Rationale:  Students need to be able to recognize and identify letters. This lesson focuses on short a, /a/, and how to help students identify it. Through this lesson, students will learn to recognize /a/ in spoken words through a representation and a letter symbol, and also by practicing locating /a/ in various words.  

 

Materials:

  1. Chart with “Alice asks for axes” (3x)

  2. Primary paper

  3.  Pencil

  4. Markers/Crayons/Colored Pencils

  5. Cat Nap

  6. White board

  7. Worksheet with picture/words

  8. Scissors

  9. Glue

  10. /a/ worksheet (link in assessment)


Procedures:
1. Start off by explaining to students that we are going to focus on the letter “a” and the sound that goes with it, /a/. As you become more familiar with the sound /a/ and the way your mouth moves when you say that sound, it will help you to recognize it in written words as well as be able to hear it in spoken words. Explain to students that in order to make the many different sounds in our language, we have to move our mouths in numerous different ways. We must be able to recognize written letters and match them up with their specific sound.

2. Ask students: Describe what the sound is when you get scared and yell? Right, it sounds like “Aaaaa, HELP ME!” Tell them that the sound for /a/ sounds like when they yell for help. Make sure the students focus on the “Aaaaa” and tell them that this is the way our mouth makes the sound /a/. Your tongue is at the bottom of your mouth while your jaw drops and your mouth opens wide. Let’s pretend we got scared and put our hands on our cheeks and open our mouths and say /a/. Today we are going to focus on this sound and listen for it in different words.
 
3. Now let’s try a tongue twister together, I will hold this chart and we will read the tongue twister together. The tongue twister is, “Alice asks for axes.” Let’s all say it together three times. Now let’s say it again but this time stretch out our /a/ sound at the beginning of the words and make your scared face. “Aaaaalice aaaaasks for aaaaaxes.”

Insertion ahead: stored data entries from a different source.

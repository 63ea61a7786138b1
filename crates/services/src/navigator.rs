//! Application-shell state: the one owned copy of the signed-in record,
//! with merge-and-persist as its only update path.
//!
//! The progress gate itself stays a pure function in the core crate; the
//! navigator is the caller that applies its decisions. It re-evaluates
//! the gate on exactly two triggers: a navigation request and a change
//! to the user record.

use std::sync::Arc;
use tracing::{debug, warn};

use assess_core::gate::{self, RouteDecision, Screen};
use assess_core::model::{UserRecord, UserUpdate};
use storage::UserStore;

pub struct Navigator {
    store: Arc<dyn UserStore>,
    user: Option<UserRecord>,
}

impl Navigator {
    /// Builds the shell, restoring whatever record the store holds.
    ///
    /// A missing or unreadable record simply means signed out.
    pub async fn start(store: Arc<dyn UserStore>) -> Self {
        let user = store.load().await;
        Self { store, user }
    }

    #[must_use]
    pub fn user(&self) -> Option<&UserRecord> {
        self.user.as_ref()
    }

    /// Resolves one navigation request to the screen actually shown.
    ///
    /// Every redirect target the gate can produce is itself allowed, so
    /// a single application settles the request.
    #[must_use]
    pub fn request(&self, requested: Screen) -> Screen {
        match gate::evaluate(self.user.as_ref(), requested) {
            RouteDecision::Allow => requested,
            RouteDecision::Redirect(target) => {
                debug!(%requested, %target, "gate redirected");
                target
            }
        }
    }

    /// Installs the record a successful login produced, persists it, and
    /// returns the first incomplete stage to land on.
    pub async fn sign_in(&mut self, user: UserRecord) -> Screen {
        self.persist(&user).await;
        let landing = gate::initial_screen(&user);
        self.user = Some(user);
        landing
    }

    /// Folds a service-confirmed update into the record and persists it.
    ///
    /// Returns where the shell should now be: the record changed, so the
    /// gate is re-evaluated against the current screen.
    pub async fn apply(&mut self, update: UserUpdate, current: Screen) -> Screen {
        if let Some(user) = self.user.as_mut() {
            user.merge(update);
            let snapshot = user.clone();
            self.persist(&snapshot).await;
        }
        self.request(current)
    }

    /// Signs out: the record is dropped and its persisted copy removed.
    pub async fn sign_out(&mut self) -> Screen {
        self.user = None;
        if let Err(err) = self.store.clear().await {
            warn!(%err, "could not clear the persisted session");
        }
        Screen::Login
    }

    // Write failures stay invisible to the student; the in-memory record
    // keeps the session working for its lifetime.
    async fn persist(&self, user: &UserRecord) {
        if let Err(err) = self.store.save(user).await {
            warn!(%err, "could not persist the session record");
        }
    }
}
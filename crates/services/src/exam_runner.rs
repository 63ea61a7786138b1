use std::sync::Arc;
use tracing::warn;

use assess_core::Clock;
use assess_core::exam::{ExamKind, ExamOutcome, ExamSession, ExamSessionError, SubmitTrigger};
use assess_core::model::{StudentId, UserUpdate};
use storage::UserStore;

use crate::action_client::ActionApi;
use crate::error::ExamError;

/// Orchestrates a timed test: fetches the question set, owns the clock,
/// and funnels every submission trigger into exactly one service call.
///
/// The runner is stateless; the caller owns the [`ExamSession`] and drops
/// it when navigating away, which releases the countdown with it. A
/// session whose submission failed is left parked; re-entering the test
/// screen starts over with a fresh session and a full timer.
#[derive(Clone)]
pub struct ExamRunner {
    api: Arc<dyn ActionApi>,
    store: Arc<dyn UserStore>,
    clock: Clock,
}

impl ExamRunner {
    #[must_use]
    pub fn new(api: Arc<dyn ActionApi>, store: Arc<dyn UserStore>, clock: Clock) -> Self {
        Self { api, store, clock }
    }

    /// Fetches the question set and starts a running session.
    ///
    /// The countdown begins the instant the questions are ready. An empty
    /// set never produces a session, so its timer never starts.
    ///
    /// # Errors
    ///
    /// Returns `ExamError::Load` when the fetch fails and
    /// `ExamError::EmptyQuestionSet` when the bank has nothing for this
    /// student; both are terminal for the attempt.
    pub async fn start(
        &self,
        kind: ExamKind,
        student_id: &StudentId,
    ) -> Result<ExamSession, ExamError> {
        let questions = self
            .api
            .fetch_questions(kind, student_id)
            .await
            .map_err(ExamError::Load)?;
        if questions.is_empty() {
            return Err(ExamError::EmptyQuestionSet);
        }

        let mut session = ExamSession::new(kind, questions)?;
        session.start(self.clock.now())?;
        Ok(session)
    }

    /// Advances the countdown by one second, force-submitting on zero.
    ///
    /// # Errors
    ///
    /// Returns `ExamError::Submission` if the forced submission fails.
    pub async fn tick(
        &self,
        session: &mut ExamSession,
        student_id: &StudentId,
    ) -> Result<Option<ExamOutcome>, ExamError> {
        match session.tick() {
            Some(trigger) => self.resolve(session, student_id, trigger).await,
            None => Ok(None),
        }
    }

    /// Reacts to the page losing visibility: flags the violation and
    /// force-submits whatever answers exist, with no confirmation.
    ///
    /// # Errors
    ///
    /// Returns `ExamError::Submission` if the forced submission fails.
    pub async fn visibility_lost(
        &self,
        session: &mut ExamSession,
        student_id: &StudentId,
    ) -> Result<Option<ExamOutcome>, ExamError> {
        match session.record_visibility_lost() {
            Some(trigger) => self.resolve(session, student_id, trigger).await,
            None => Ok(None),
        }
    }

    /// Submits on the student's request.
    ///
    /// `confirmed` is the answer to the are-you-sure prompt; declining is
    /// a no-op and the session keeps running.
    ///
    /// # Errors
    ///
    /// Returns `ExamError::Submission` if the service rejects the
    /// submission, or `ExamError::Session` when the session is not in a
    /// submittable state.
    pub async fn submit(
        &self,
        session: &mut ExamSession,
        student_id: &StudentId,
        confirmed: bool,
    ) -> Result<Option<ExamOutcome>, ExamError> {
        if !confirmed {
            return Ok(None);
        }
        self.resolve(session, student_id, SubmitTrigger::Manual).await
    }

    async fn resolve(
        &self,
        session: &mut ExamSession,
        student_id: &StudentId,
        trigger: SubmitTrigger,
    ) -> Result<Option<ExamOutcome>, ExamError> {
        let payload = match session.begin_submit(trigger) {
            Ok(payload) => payload,
            // Another trigger already has a submission in flight.
            Err(ExamSessionError::AlreadySubmitting) => return Ok(None),
            Err(err) => return Err(err.into()),
        };

        match self
            .api
            .submit_result(session.kind(), student_id, &payload)
            .await
        {
            Ok(()) => {
                let outcome = session.complete_submit(self.clock.now())?;
                if session.kind() == ExamKind::Domain {
                    // The domain test is gated behind aptitude, so finishing
                    // it means the online stage is done.
                    if let Err(err) = self.store.apply_update(UserUpdate::online_tests_done()).await
                    {
                        warn!(%err, "could not persist online-tests checkpoint");
                    }
                }
                Ok(Some(outcome))
            }
            Err(err) => {
                session.fail_submit()?;
                Err(ExamError::Submission(err))
            }
        }
    }
}
//! Final, ticker-tagged positions.

use std::collections::BTreeMap;
use std::fmt;

use crate::error::AllocationError;
use crate::snapshot::{PreviousPositionSnapshot, encode_position};
use crate::types::{AccountId, Quantities, Quantity};

/// New per-account position for one ticker, ordered by account id.
#[derive(Clone, Debug, PartialEq, Eq)]
pub struct FinalPosition {
    ticker: String,
    quantities: Quantities,
}

impl FinalPosition {
    pub fn new(ticker: impl Into<String>, quantities: Quantities) -> Self {
        FinalPosition {
            ticker: ticker.into(),
            quantities,
        }
    }

    pub fn ticker(&self) -> &str {
        &self.ticker
    }

    pub fn quantities(&self) -> &Quantities {
        &self.quantities
    }

    pub fn get(&self, account: &str) -> Option<Quantity> {
        self.quantities.get(account)
    }

    pub fn len(&self) -> usize {
        self.quantities.len()
    }

    pub fn is_empty(&self) -> bool {
        self.quantities.is_empty()
    }

    /// Total quantity across all accounts.
    pub fn total(&self) -> Quantity {
        self.quantities.total()
    }

    /// Wire form: account to `"<quantity> <ticker>"`, ascending by account.
    pub fn encode(&self) -> BTreeMap<AccountId, String> {
        self.quantities
            .iter()
            .map(|(account, qty)| (account.clone(), encode_position(qty, &self.ticker)))
            .collect()
    }

    /// The snapshot a position sink hands back on the next cycle.
    pub fn to_previous(&self) -> PreviousPositionSnapshot {
        self.encode().into_iter().collect()
    }
}

impl fmt::Display for FinalPosition {
    fn fmt(&self, f: &mut fmt::Formatter<'_>) -> fmt::Result {
        write!(f, "{{")?;
        for (i, (account, qty)) in self.quantities.iter().enumerate() {
            if i > 0 {
                write!(f, ", ")?;
            }
            write!(f, "{account}: {qty} {}", self.ticker)?;
        }
        write!(f, "}}")
    }
}

#[cfg(feature = "serde")]
impl serde::Serialize for FinalPosition {
    fn serialize<S: serde::Serializer>(&self, serializer: S) -> Result<S::Ok, S::Error> {
        use serde::ser::SerializeMap;

        let mut map = serializer.serialize_map(Some(self.quantities.len()))?;
        for (account, qty) in self.quantities.iter() {
            map.serialize_entry(account.as_str(), &encode_position(qty, &self.ticker))?;
        }
        map.end()
    }
}

/// Combine frozen and adjusted accounts into the final position.
///
/// Frozen accounts keep their previous quantity; adjusted accounts get
/// previous + delta. Accounts absent from `previous` start from 0.
pub fn merge(
    frozen: &Quantities,
    adjusted: &Quantities,
    previous: &Quantities,
    ticker: &str,
) -> Result<FinalPosition, AllocationError> {
    let held = |account: &AccountId| previous.get(account.as_str()).unwrap_or(0);

    let quantities = frozen
        .accounts()
        .map(|account| Ok((account.clone(), held(account))))
        .chain(adjusted.iter().map(|(account, delta)| {
            held(account)
                .checked_add(delta)
                .map(|qty| (account.clone(), qty))
                .ok_or_else(|| {
                    AllocationError::inconsistent(format!(
                        "{account}: adding {delta} overflows its position"
                    ))
                })
        }))
        .collect::<Result<Quantities, AllocationError>>()?;

    Ok(FinalPosition::new(ticker, quantities))
}
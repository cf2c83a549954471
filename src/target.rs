//! Fair-share target quantities.

use crate::error::AllocationError;
use crate::snapshot::Split;
use crate::types::{Quantities, Quantity};

/// Total quantity after the new fill lands: everything previously held plus the fill.
///
/// Fails with `InconsistentState` when the sum does not fit in a [`Quantity`].
pub fn overall_quantity(
    previous: &Quantities,
    new_quantity: Quantity,
) -> Result<Quantity, AllocationError> {
    previous
        .checked_total()
        .and_then(|held| held.checked_add(new_quantity))
        .ok_or_else(|| {
            AllocationError::inconsistent(format!(
                "holding plus a fill of {new_quantity} exceeds {}",
                Quantity::MAX
            ))
        })
}

/// Target quantity per account in `split`, as a rounded share of the overall quantity.
///
/// Accounts in `previous` but not in `split` get no target here; callers treat
/// them as targeting zero. An empty split yields empty targets. Fails when the
/// overall quantity overflows.
pub fn compute_targets(
    previous: &Quantities,
    new_quantity: Quantity,
    split: &Split,
) -> Result<Quantities, AllocationError> {
    let overall = overall_quantity(previous, new_quantity)?;
    Ok(split
        .iter()
        .map(|(account, pct)| (account.clone(), pct.share_of(overall)))
        .collect())
}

4. Now I am going to say a series of different words and have the students spot which has the /a/ sound. I will first say both words together, then I will say raise your hand if you hear /a/ in the first word or the second word. Do you hear /a/ in cat or moon?  Barn or door?  Man or girl?


5. Now that the sound /a/ has started to become recognizable with the students, I want to begin focusing on how to write this new letter. I want everyone to take out primary paper and pencil and we will write a to spell /a/. Watch me first on the white bored then we will all go together. First, start a little below the “fence” and then curve up to the “fence” and then all the way around down to the “sidewalk” and then back up to where you started a bit below the “fence.” Finally, draw a line straight back down to the “sidewalk.” After I see your first a, I want you to write it again, a total of ten times.

6. Book Talk: Have any of ever seen a fat cat before? Tab is a fat, sleepy cat. He takes tons of naps, but it gets him in a situation when he falls asleep is his owner’s, Sam, bag. You will have to read to find out where Tab ends up. After the book talk, we will read Cat Nap and talk about the story. We will then read it a second time and the students will make the /a/ sound and make their “scared faces” when they hear it in the story and I will record the words on the board.

 

7. Assessment:  A worksheet with words and pictures with the /a/ sound and other words that do not, I will tell the students to color the pictures of the words that have the /a/ sound and to cut them out a glue them on to a piece of construction paper and leave alone the words that do not have the /a/ sound. Click here for the worksheet.

 

 

References:

  • Bails, Susan. A Cat Nap. Carson, CA. Educational Insights. 1990. 11 pages.

 

  • Tongue Twisters from A to Z

http://www.schooljokes.com/tongue_twisters/index.shtml

 

  • Willams, Britany, Aaaaa There is a Spider!